Je me promenais dans la pinède landaise quand, au bout d'un champ, j'arrive devant une maison porte close volets fermés.
Assis sur une botte de foin, le regard dans le vide, un papi avec son chien « multi-races» blanc et jaune.
Je le salue et la conversation s'engage tout naturellement.
Il vient de fermer sa maison et de voir partir ses bœufs, c'est donc le cœur lourd qu'il me conte quelques moments de sa vie.
« J'étais résinier-fermier, c'est-à-dire que je récoltais la résine des pins et j'avais un peu de terre.
Pour travailler mon lopin de terre, j'avais deux bœufs magnifiques avec un pelage fin et doux, Mascaret et Mulet, les noms qu'on donne aux bœufs ici.

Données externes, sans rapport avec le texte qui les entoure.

//! End-to-end tests for the balance simulator.

use flappy::core::GameOverCause;
use flappy::simulator::{run_simulation, simulate_single_run, SimConfig};

fn small_config(seed: u64) -> SimConfig {
    SimConfig {
        num_runs: 20,
        seed: Some(seed),
        max_ticks_per_run: 1_500,
        verbosity: 0,
        ..Default::default()
    }
}

#[test]
fn test_every_run_is_accounted_for() {
    let report = run_simulation(&small_config(42));
    assert_eq!(report.num_runs, 20);
    assert_eq!(report.run_stats.len(), 20);

    let ended: u32 = GameOverCause::ALL.iter().map(|&c| report.crashes(c)).sum();
    assert_eq!(ended + report.runs_timed_out, report.num_runs);
    assert!(report.min_score <= report.median_score);
    assert!(report.median_score <= report.max_score);
}

#[test]
fn test_single_run_can_be_replayed_from_report() {
    let config = small_config(7);
    let report = run_simulation(&config);
    for stats in &report.run_stats {
        let replay = simulate_single_run(&config, stats.run_index, stats.seed);
        assert_eq!(&replay, stats);
    }
}

#[test]
fn test_seeded_reports_are_identical() {
    let config = small_config(2024);
    let a = run_simulation(&config).to_json();
    let b = run_simulation(&config).to_json();
    assert_eq!(a, b);
}

#[test]
fn test_json_report_shape() {
    let report = run_simulation(&small_config(1));
    let value: serde_json::Value = serde_json::from_str(&report.to_json()).unwrap();
    assert_eq!(value["num_runs"], 20);
    assert_eq!(value["run_stats"].as_array().map(Vec::len), Some(20));
    assert!(value["avg_score"].is_number());
}

#[test]
fn test_score_never_exceeds_ticks() {
    let report = run_simulation(&small_config(5));
    for stats in &report.run_stats {
        assert!(stats.ticks <= 1_500);
        assert!(u64::from(stats.score) <= stats.ticks);
        if stats.cause.is_none() {
            assert_eq!(u64::from(stats.score), stats.ticks);
        }
    }
}
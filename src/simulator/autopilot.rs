//! Scripted player used by the simulator.

use crate::core::simulation::Simulation;
use crate::core::types::PipePair;

/// Flaps whenever the bird is falling and its bottom edge has sunk below
/// the next gap's lower edge minus a safety margin.
#[derive(Debug, Clone, Copy)]
pub struct Autopilot {
    pub margin: i32,
}

impl Autopilot {
    pub fn new(margin: i32) -> Self {
        Self { margin }
    }

    /// The nearest pair the bird has not fully passed yet.
    pub fn next_pipe(sim: &Simulation) -> Option<PipePair> {
        let config = sim.config();
        let bird_x = config.bird_x();
        sim.pipes()
            .iter()
            .filter(|p| p.right_edge(config) >= bird_x)
            .min_by_key(|p| p.x)
            .copied()
    }

    /// Lower edge the bird should stay above.
    fn target_floor(&self, sim: &Simulation) -> i32 {
        let config = sim.config();
        match Self::next_pipe(sim) {
            Some(pipe) => pipe.gap_end(config) - self.margin,
            None => (config.height + config.pipe_gap) / 2,
        }
    }

    pub fn should_flap(&self, sim: &Simulation) -> bool {
        let bird = sim.bird();
        let bottom = bird.y + sim.config().bird_size;
        bird.velocity >= 0 && bottom > self.target_floor(sim)
    }
}
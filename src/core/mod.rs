//! Core game state and logic.
//!
//! Nothing in here touches a terminal. Hosts feed flaps in, call `tick()` on
//! a fixed cadence and read state back out through the render contract.

pub mod config;
pub mod constants;
pub mod render;
pub mod session;
pub mod simulation;
pub mod types;

pub use config::*;
pub use constants::*;
pub use render::*;
pub use session::*;
pub use simulation::*;
pub use types::*;
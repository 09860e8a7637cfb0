//! Rasterizes the simulation's pixel-space boxes onto a character grid.

use flappy::core::{GameOverCause, PipeSide, Rect, Surface};
use ratatui::{
    style::{Color, Modifier, Style},
    text::{Line, Span},
};

/// What occupies one terminal cell.
#[derive(Debug, Clone, Copy, PartialEq, Eq)]
pub enum Cell {
    Sky,
    Pipe,
    PipeLip(char),
    Ground,
    Bird(char),
}

impl Cell {
    fn glyph(self) -> char {
        match self {
            Cell::Sky => ' ',
            Cell::Pipe => '█',
            Cell::PipeLip(c) => c,
            Cell::Ground => '▒',
            Cell::Bird(c) => c,
        }
    }

    fn style(self) -> Style {
        match self {
            Cell::Sky => Style::default(),
            Cell::Pipe | Cell::PipeLip(_) => Style::default().fg(Color::Green),
            Cell::Ground => Style::default().fg(Color::Rgb(210, 140, 40)),
            Cell::Bird(_) => Style::default()
                .fg(Color::Yellow)
                .add_modifier(Modifier::BOLD),
        }
    }
}

/// A [`Surface`] that paints into `cols × rows` cells, scaling from the
/// world size announced by `clear`.
pub struct TerminalSurface {
    cols: u16,
    rows: u16,
    world_width: i32,
    world_height: i32,
    cells: Vec<Cell>,
    pub score: u32,
    pub game_over: Option<GameOverCause>,
}

impl TerminalSurface {
    pub fn new(cols: u16, rows: u16) -> Self {
        Self {
            cols,
            rows,
            world_width: 1,
            world_height: 1,
            cells: vec![Cell::Sky; cols as usize * rows as usize],
            score: 0,
            game_over: None,
        }
    }

    #[cfg(test)]
    pub fn cell(&self, col: u16, row: u16) -> Option<Cell> {
        if col >= self.cols || row >= self.rows {
            return None;
        }
        self.cells
            .get(row as usize * self.cols as usize + col as usize)
            .copied()
    }

    fn set(&mut self, col: i64, row: i64, cell: Cell) {
        if col < 0 || row < 0 || col >= self.cols as i64 || row >= self.rows as i64 {
            return;
        }
        let idx = row as usize * self.cols as usize + col as usize;
        self.cells[idx] = cell;
    }

    /// Cell span `[start, end)` covering world pixels `[from, to)` on one axis.
    fn span(from: i32, to: i32, world: i32, cells: u16) -> (i64, i64) {
        let world = world.max(1) as i64;
        let cells = cells as i64;
        let start = (from as i64 * cells).div_euclid(world);
        let end = (to as i64 * cells + world - 1).div_euclid(world);
        (start.max(0), end.min(cells))
    }

    fn fill(&mut self, rect: Rect, cell: Cell) {
        if rect.is_empty() {
            return;
        }
        let (c0, c1) = Self::span(rect.x, rect.right(), self.world_width, self.cols);
        let (r0, r1) = Self::span(rect.y, rect.bottom(), self.world_height, self.rows);
        for row in r0..r1 {
            for col in c0..c1 {
                self.set(col, row, cell);
            }
        }
    }

    /// Center cell of a world-space box.
    fn center(&self, rect: Rect) -> (i64, i64) {
        let cx = rect.x as i64 + rect.width as i64 / 2;
        let cy = rect.y as i64 + rect.height as i64 / 2;
        (
            (cx * self.cols as i64).div_euclid(self.world_width.max(1) as i64),
            (cy * self.rows as i64).div_euclid(self.world_height.max(1) as i64),
        )
    }

    /// Convert the grid into styled lines, one span per run of equal cells.
    pub fn lines(&self) -> Vec<Line<'static>> {
        let mut lines = Vec::with_capacity(self.rows as usize);
        for row in self.cells.chunks(self.cols.max(1) as usize) {
            let mut spans = Vec::new();
            let mut run = String::new();
            let mut current: Option<Cell> = None;

            for &cell in row {
                if current.is_some_and(|c| c.style() != cell.style()) {
                    if let Some(c) = current {
                        spans.push(Span::styled(std::mem::take(&mut run), c.style()));
                    }
                }
                current = Some(cell);
                run.push(cell.glyph());
            }
            if let Some(c) = current {
                spans.push(Span::styled(run, c.style()));
            }
            lines.push(Line::from(spans));
        }
        lines
    }
}

impl Surface for TerminalSurface {
    fn clear(&mut self, world: Rect) {
        self.world_width = world.width.max(1);
        self.world_height = world.height.max(1);
        self.cells.fill(Cell::Sky);
        self.score = 0;
        self.game_over = None;
    }

    fn draw_bird(&mut self, bounds: Rect, velocity: i32) {
        let glyph = if velocity < -4 {
            '▲' // Flapping up
        } else if velocity > 6 {
            '▼' // Falling fast
        } else {
            '►'
        };
        let (col, row) = self.center(bounds);
        self.set(col, row, Cell::Bird(glyph));
    }

    fn draw_pipe(&mut self, bounds: Rect, side: PipeSide) {
        if bounds.is_empty() {
            return;
        }
        self.fill(bounds, Cell::Pipe);

        // Half-block lip on the row facing the gap
        let (c0, c1) = Self::span(bounds.x, bounds.right(), self.world_width, self.cols);
        let (r0, r1) = Self::span(bounds.y, bounds.bottom(), self.world_height, self.rows);
        if r0 >= r1 {
            return;
        }
        let (row, lip) = match side {
            PipeSide::Top => (r1 - 1, '▄'),
            PipeSide::Bottom => (r0, '▀'),
        };
        for col in c0..c1 {
            self.set(col, row, Cell::PipeLip(lip));
        }
    }

    fn draw_ground(&mut self, band: Rect) {
        self.fill(band, Cell::Ground);
    }

    fn draw_score(&mut self, score: u32) {
        self.score = score;
    }

    fn draw_game_over(&mut self, _final_score: u32, cause: GameOverCause) {
        self.game_over = Some(cause);
    }
}

#[cfg(test)]
mod tests {
    use super::*;
    use flappy::core::{Simulation, WorldConfig};

    fn painted(cols: u16, rows: u16) -> TerminalSurface {
        let sim = Simulation::new(WorldConfig::default(), 11).unwrap();
        let mut surface = TerminalSurface::new(cols, rows);
        sim.render(&mut surface);
        surface
    }

    #[test]
    fn test_bird_lands_in_centre_column() {
        let surface = painted(80, 24);
        // Bird box 400..430 x 300..330 → centre pixel (415, 315).
        assert!(matches!(surface.cell(41, 12), Some(Cell::Bird(_))));
    }

    #[test]
    fn test_ground_fills_bottom_rows() {
        let surface = painted(80, 24);
        assert_eq!(surface.cell(0, 23), Some(Cell::Ground));
        assert_eq!(surface.cell(79, 23), Some(Cell::Ground));
        assert_eq!(surface.cell(0, 0), Some(Cell::Sky));
    }

    #[test]
    fn test_off_screen_pipes_are_clipped() {
        // Fresh pipes start at x >= 800, fully right of an 800 px world.
        let surface = painted(80, 24);
        for row in 0..22 {
            for col in 0..80 {
                assert!(!matches!(
                    surface.cell(col, row),
                    Some(Cell::Pipe) | Some(Cell::PipeLip(_))
                ));
            }
        }
    }

    #[test]
    fn test_visible_pipe_is_drawn() {
        let mut surface = TerminalSurface::new(80, 24);
        surface.clear(Rect::new(0, 0, 800, 600));
        surface.draw_pipe(Rect::new(100, 0, 80, 200), PipeSide::Top);
        assert_eq!(surface.cell(12, 0), Some(Cell::Pipe));
        assert_eq!(surface.cell(12, 10), Some(Cell::Sky));
    }

    #[test]
    fn test_lines_cover_every_row() {
        let surface = painted(40, 12);
        let lines = surface.lines();
        assert_eq!(lines.len(), 12);
        assert_eq!(lines[0].width(), 40);
    }

    #[test]
    fn test_surface_records_score_and_state() {
        let surface = painted(10, 5);
        assert_eq!(surface.score, 0);
        assert_eq!(surface.game_over, None);
    }
}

Dès que je les détachais et que je prenais le joug, ils venaient l'un après l'autre se placer dessous chacun à sa place, ce qui ne manquait pas à chaque fois de m'émerveiller !

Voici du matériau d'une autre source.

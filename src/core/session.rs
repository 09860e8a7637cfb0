//! Session lifecycle: fixed-rate tick clock, flap marshalling and restart.
//!
//! A [`Session`] is what a host drives. It owns the [`Simulation`], decides
//! when ticks are due, and stops itself when the bird crashes. Flaps coming
//! from another thread go through a [`FlapHandle`] and are applied at the
//! start of the next tick, never in the middle of one.

use super::constants::{MAX_CATCH_UP_TICKS, TICK_INTERVAL_MS};
use super::simulation::Simulation;
use super::types::TickOutcome;
use crossbeam_channel::{unbounded, Receiver, Sender};
use log::{info, warn};
use std::time::Duration;

/// Fixed-timestep accumulator.
#[derive(Debug, Clone)]
pub struct TickClock {
    interval: Duration,
    accumulated: Duration,
    running: bool,
}

impl TickClock {
    pub fn new(interval: Duration) -> Self {
        Self {
            interval,
            accumulated: Duration::ZERO,
            running: false,
        }
    }

    pub fn start(&mut self) {
        self.running = true;
        self.accumulated = Duration::ZERO;
    }

    pub fn stop(&mut self) {
        self.running = false;
        self.accumulated = Duration::ZERO;
    }

    pub fn is_running(&self) -> bool {
        self.running
    }

    pub fn interval(&self) -> Duration {
        self.interval
    }

    /// Time left until the next tick is due.
    pub fn until_next(&self) -> Duration {
        self.interval.saturating_sub(self.accumulated)
    }

    /// Add elapsed wall time and return how many ticks are now due.
    /// Stopped clocks never produce ticks. Long stalls are clamped to
    /// `MAX_CATCH_UP_TICKS`.
    pub fn accumulate(&mut self, elapsed: Duration) -> u32 {
        if !self.running || self.interval.is_zero() {
            return 0;
        }
        self.accumulated += elapsed;

        let mut due = 0;
        while self.accumulated >= self.interval {
            self.accumulated -= self.interval;
            due += 1;
        }
        if due > MAX_CATCH_UP_TICKS {
            warn!(
                "tick clock fell behind by {} ticks, dropping {}",
                due,
                due - MAX_CATCH_UP_TICKS
            );
            due = MAX_CATCH_UP_TICKS;
        }
        due
    }
}

impl Default for TickClock {
    fn default() -> Self {
        Self::new(Duration::from_millis(TICK_INTERVAL_MS))
    }
}

/// Cloneable, thread-safe way to send flaps into a session.
#[derive(Debug, Clone)]
pub struct FlapHandle {
    sender: Sender<()>,
}

impl FlapHandle {
    /// Queue a flap. Returns `false` if the session is gone.
    pub fn flap(&self) -> bool {
        self.sender.send(()).is_ok()
    }
}

/// A simulation plus the driver state around it.
#[derive(Debug)]
pub struct Session {
    sim: Simulation,
    clock: TickClock,
    flap_tx: Sender<()>,
    flap_rx: Receiver<()>,
}

impl Session {
    pub fn new(sim: Simulation) -> Self {
        Self::with_clock(sim, TickClock::default())
    }

    pub fn with_clock(sim: Simulation, clock: TickClock) -> Self {
        let (flap_tx, flap_rx) = unbounded();
        Self {
            sim,
            clock,
            flap_tx,
            flap_rx,
        }
    }

    /// Start ticking. Has no effect on an ended session until `reset()`.
    pub fn start(&mut self) {
        if self.sim.is_game_over() {
            return;
        }
        self.clock.start();
    }

    pub fn stop(&mut self) {
        self.clock.stop();
    }

    pub fn is_running(&self) -> bool {
        self.clock.is_running()
    }

    /// Apply queued flaps, then advance the simulation one step.
    pub fn tick(&mut self) -> TickOutcome {
        self.drain_flaps();
        let outcome = self.sim.tick();
        if let TickOutcome::GameOver { final_score, .. } = outcome {
            self.clock.stop();
            info!("session stopped with final score {}", final_score);
        }
        outcome
    }

    /// Run every tick that became due during `elapsed`. Returns the last
    /// outcome, or `None` when no tick was due.
    pub fn advance(&mut self, elapsed: Duration) -> Option<TickOutcome> {
        let due = self.clock.accumulate(elapsed);
        let mut last = None;
        for _ in 0..due {
            let outcome = self.tick();
            last = Some(outcome);
            if outcome.is_game_over() {
                break;
            }
        }
        last
    }

    /// Flap from the thread that ticks.
    pub fn on_flap(&mut self) -> bool {
        self.sim.on_flap()
    }

    pub fn flap_handle(&self) -> FlapHandle {
        FlapHandle {
            sender: self.flap_tx.clone(),
        }
    }

    fn drain_flaps(&mut self) {
        let mut flapped = false;
        while self.flap_rx.try_recv().is_ok() {
            flapped = true;
        }
        if flapped {
            self.sim.on_flap();
        }
    }

    /// Restart: fresh simulation state, stale flaps dropped, clock running.
    pub fn reset(&mut self) {
        while self.flap_rx.try_recv().is_ok() {}
        self.sim.reset();
        self.clock.start();
    }

    pub fn is_game_over(&self) -> bool {
        self.sim.is_game_over()
    }

    pub fn score(&self) -> u32 {
        self.sim.score()
    }

    pub fn simulation(&self) -> &Simulation {
        &self.sim
    }

    pub fn clock(&self) -> &TickClock {
        &self.clock
    }
}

Là je nouais le joug avec les bandelettes de cuir sans oublier de cracher dans la main pour bien les attacher !
Puis on partait labourer. Il en fallait du temps pour labourer, une semaine pour mon lopin.

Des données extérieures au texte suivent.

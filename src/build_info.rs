//! Compile-time build information.

include!(concat!(env!("OUT_DIR"), "/build_info.rs"));

/// One-line version string for `--version`.
pub fn version_line() -> String {
    format!(
        "flappy {} ({}, built {})",
        env!("CARGO_PKG_VERSION"),
        BUILD_COMMIT,
        BUILD_DATE
    )
}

J'ai vu passer l'autre jour un tracteur avec 7 socs, il aurait labouré mon lopin en une demi-journée !
Je n'avais pas de toucadero avec un aiguillon pour leur piquer le derrière mais un toucadou, c'est-à-dire un petit bâton, souvent un roseau très léger et quand je voyais qu'ils traînaient, je leur tapais sur le dos et je leur parlais en patois en leur disant de se hâter un petit peu si on ne voulait pas se retrouver à la nuit au bout du sillon.
On allait aussi chercher du bois dans la forêt pour l'hiver avec la charrette.
Parfois un gars nous donnait un tronc entier qu'on emportait à la maison, on le découpait au passe-partout et là il fallait être deux pour tirer de chaque côté.
Mes bœufs servaient aussi pour les enterrements.
Pour aller de la ferme à l'église du village, je prêtais mes bœufs qu'on appréciait pour leur calme, leur tranquillité. Le cortège pouvait suivre sans peine.
On leur mettait dessus un grand drap blanc portant brodées les initiales du propriétaire.
Depuis l'an dernier, je ne peux plus rien faire. J'ai dû vendre mes bœufs. Ils sont partis hier avec un maquignon.
J'en aurais pleuré mais je les ai laissés partir sans rien dire.
Quand le camion du maquignon a disparu au bout du chemin, je suis allé m'asseoir là où je les attachais et là je me suis mis à pleurer, à pleurer. Il y a 8 ans que je les avais.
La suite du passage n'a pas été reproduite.